- **HOW TO COMPLETE THIS TASK**
The full set of entries should be repeated without a single change.

Collected data
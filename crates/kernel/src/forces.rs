//! Force accumulation: pressure gradient, viscosity, gravity, drag and wall penalty.
//!
//! For particle i and each neighbor j != i within h:
//!
//! ```text
//! F_press_i = -V_i * sum_j m_j * (P_i + P_j) / (2 rho_j) * grad W_spiky(x_i - x_j)
//! F_visc_i  =  V_i * mu * sum_j m_j * (v_j - v_i) / rho_j * lap W_visc(|x_i - x_j|)
//! a_drag_i  = -b / m_i * (v_i - u_ambient)
//! a_i       = (F_press_i + F_visc_i) / m_i + g + a_drag_i + a_wall_i
//! ```
//!
//! with `V_i = m_i / rho_i`. Each pair term is antisymmetric under i <-> j,
//! so the pair forces cancel and total momentum is conserved.

use serde::{Deserialize, Serialize};

use crate::boundary::wall_penalty_acceleration;
use crate::neighbor::NeighborGrid;
use crate::params::SimulationParams;
use crate::parallel::ExecutionMode;
use crate::particle::ParticleArrays;
use crate::sph::SmoothingKernels;

/// Smallest density used as a divisor.
///
/// Densities below this are clamped before dividing. The stored density is
/// never modified.
pub const MIN_DENSITY: f32 = 1.0e-6;

/// Linear drag toward an ambient flow velocity.
#[derive(Debug, Clone, Copy, PartialEq, Serialize, Deserialize)]
pub struct Drag {
    /// Drag coefficient `b` (force per unit relative velocity)
    pub coefficient: f32,
    /// Velocity of the surrounding medium
    #[serde(default)]
    pub ambient_velocity: [f32; 3],
}

impl Drag {
    /// Drag acceleration on a particle of mass `mass` moving at `velocity`.
    #[inline]
    pub fn acceleration(&self, velocity: [f32; 3], mass: f32) -> [f32; 3] {
        let k = self.coefficient / mass;
        [0, 1, 2].map(|a| -k * (velocity[a] - self.ambient_velocity[a]))
    }
}

/// Compute accelerations for all particles, overwriting `ax/ay/az`.
///
/// Density and pressure must be complete for every particle before this runs.
/// Particles with zero density take no pair forces (only gravity, drag and
/// the wall penalty).
pub fn compute_accelerations(
    particles: &mut ParticleArrays,
    grid: &NeighborGrid,
    kernels: &SmoothingKernels,
    params: &SimulationParams,
    mode: ExecutionMode,
) {
    let h = kernels.radius();
    let mu = params.viscosity;
    let gravity = params.gravity;
    let penalty = params.wall_penalty;
    let drag = params.drag;
    let (domain_min, domain_max) = (params.domain_min, params.domain_max);

    let p = &*particles;
    let accel = mode.map_particles(p.len(), |i| {
        let mut a = gravity;
        if let Some(penalty) = penalty {
            let wall = wall_penalty_acceleration(p.position(i), domain_min, domain_max, &penalty);
            a[0] += wall[0];
            a[1] += wall[1];
            a[2] += wall[2];
        }

        if let Some(drag) = drag {
            let d = drag.acceleration(p.velocity(i), p.mass[i]);
            a[0] += d[0];
            a[1] += d[1];
            a[2] += d[2];
        }

        let rho_i = p.density[i];
        if rho_i <= 0.0 {
            return a;
        }

        let pressure_i = p.pressure[i];
        let (vxi, vyi, vzi) = (p.vx[i], p.vy[i], p.vz[i]);
        let mut f = [0.0_f32; 3];

        grid.for_each_neighbor(i, &p.x, &p.y, &p.z, h, |j, dx, dy, dz, r_sq| {
            let r = r_sq.sqrt();
            let rho_j = p.density[j].max(MIN_DENSITY);
            let m_j = p.mass[j];

            // Pressure (symmetrized)
            let (gx, gy, gz) = kernels.spiky_gradient(dx, dy, dz, r);
            let press = -m_j * (pressure_i + p.pressure[j]) / (2.0 * rho_j);
            f[0] += press * gx;
            f[1] += press * gy;
            f[2] += press * gz;

            // Viscosity
            if mu > 0.0 {
                let visc = mu * m_j * kernels.viscosity_laplacian(r) / rho_j;
                f[0] += visc * (p.vx[j] - vxi);
                f[1] += visc * (p.vy[j] - vyi);
                f[2] += visc * (p.vz[j] - vzi);
            }
        });

        // F = V_i * f with V_i = m_i / rho_i, then a = F / m_i
        let m_i = p.mass[i];
        let volume = m_i / rho_i.max(MIN_DENSITY);
        for axis in 0..3 {
            a[axis] += volume * f[axis] / m_i;
        }
        a
    });

    for (i, a) in accel.into_iter().enumerate() {
        particles.ax[i] = a[0];
        particles.ay[i] = a[1];
        particles.az[i] = a[2];
    }
}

- **EXERCISE RESULT**
filename crates/kernel/src/forces.rs
//! Force accumulation: pressure gradient, viscosity, gravity, drag and wall penalty.
//!
//! For particle i and each neighbor j != i within h:
//!
//! ```text
//! F_press_i = -V_i * sum_j m_j * (P_i + P_j) / (2 rho_j) * grad W_spiky(x_i - x_j)
//! F_visc_i  =  V_i * mu * sum_j m_j * (v_j - v_i) / rho_j * lap W_visc(|x_i - x_j|)
//! a_drag_i  = -b / m_i * (v_i - u_ambient)
//! a_i       = (F_press_i + F_visc_i) / m_i + g + a_drag_i + a_wall_i
//! ```
//!
//! with `V_i = m_i / rho_i`. Each pair term is antisymmetric under i <-> j,
//! so the pair forces cancel and total momentum is conserved.

use serde::{Deserialize, Serialize};

use crate::boundary::wall_penalty_acceleration;
use crate::neighbor::NeighborGrid;
use crate::params::SimulationParams;
use crate::parallel::ExecutionMode;
use crate::particle::ParticleArrays;
use crate::sph::SmoothingKernels;

/// Smallest density used as a divisor.
///
/// Densities below this are clamped before dividing. The stored density is
/// never modified.
pub const MIN_DENSITY: f32 = 1.0e-6;

/// Linear drag toward an ambient flow velocity.
#[derive(Debug, Clone, Copy, PartialEq, Serialize, Deserialize)]
pub struct Drag {
    /// Drag coefficient `b` (force per unit relative velocity)
    pub coefficient: f32,
    /// Velocity of the surrounding medium
    #[serde(default)]
    pub ambient_velocity: [f32; 3],
}

impl Drag {
    /// Drag acceleration on a particle of mass `mass` moving at `velocity`.
    #[inline]
    pub fn acceleration(&self, velocity: [f32; 3], mass: f32) -> [f32; 3] {
        let k = self.coefficient / mass;
        [0, 1, 2].map(|a| -k * (velocity[a] - self.ambient_velocity[a]))
    }
}

/// Compute accelerations for all particles, overwriting `ax/ay/az`.
///
/// Density and pressure must be complete for every particle before this runs.
/// Particles with zero density take no pair forces (only gravity, drag and
/// the wall penalty).
pub fn compute_accelerations(
    particles: &mut ParticleArrays,
    grid: &NeighborGrid,
    kernels: &SmoothingKernels,
    params: &SimulationParams,
    mode: ExecutionMode,
) {
    let h = kernels.radius();
    let mu = params.viscosity;
    let gravity = params.gravity;
    let penalty = params.wall_penalty;
    let drag = params.drag;
    let (domain_min, domain_max) = (params.domain_min, params.domain_max);

    let p = &*particles;
    let accel = mode.map_particles(p.len(), |i| {
        let mut a = gravity;
        if let Some(penalty) = penalty {
            let wall = wall_penalty_acceleration(p.position(i), domain_min, domain_max, &penalty);
            a[0] += wall[0];
            a[1] += wall[1];
            a[2] += wall[2];
        }

        if let Some(drag) = drag {
            let d = drag.acceleration(p.velocity(i), p.mass[i]);
            a[0] += d[0];
            a[1] += d[1];
            a[2] += d[2];
        }

        let rho_i = p.density[i];
        if rho_i <= 0.0 {
            return a;
        }

        let pressure_i = p.pressure[i];
        let (vxi, vyi, vzi) = (p.vx[i], p.vy[i], p.vz[i]);
        let mut f = [0.0_f32; 3];

        grid.for_each_neighbor(i, &p.x, &p.y, &p.z, h, |j, dx, dy, dz, r_sq| {
            let r = r_sq.sqrt();
            let rho_j = p.density[j].max(MIN_DENSITY);
            let m_j = p.mass[j];

            // Pressure (symmetrized)
            let (gx, gy, gz) = kernels.spiky_gradient(dx, dy, dz, r);
            let press = -m_j * (pressure_i + p.pressure[j]) / (2.0 * rho_j);
            f[0] += press * gx;
            f[1] += press * gy;
            f[2] += press * gz;

            // Viscosity
            if mu > 0.0 {
                let visc = mu * m_j * kernels.viscosity_laplacian(r) / rho_j;
                f[0] += visc * (p.vx[j] - vxi);
                f[1] += visc * (p.vy[j] - vyi);
                f[2] += visc * (p.vz[j] - vzi);
            }
        });

        // F = V_i * f with V_i = m_i / rho_i, then a = F / m_i
        let m_i = p.mass[i];
        let volume = m_i / rho_i.max(MIN_DENSITY);
        for axis in 0..3 {
            a[axis] += volume * f[axis] / m_i;
        }
        a
    });

    for (i, a) in accel.into_iter().enumerate() {
        particles.ax[i] = a[0];
        particles.ay[i] = a[1];
        particles.az[i] = a[2];
    }
}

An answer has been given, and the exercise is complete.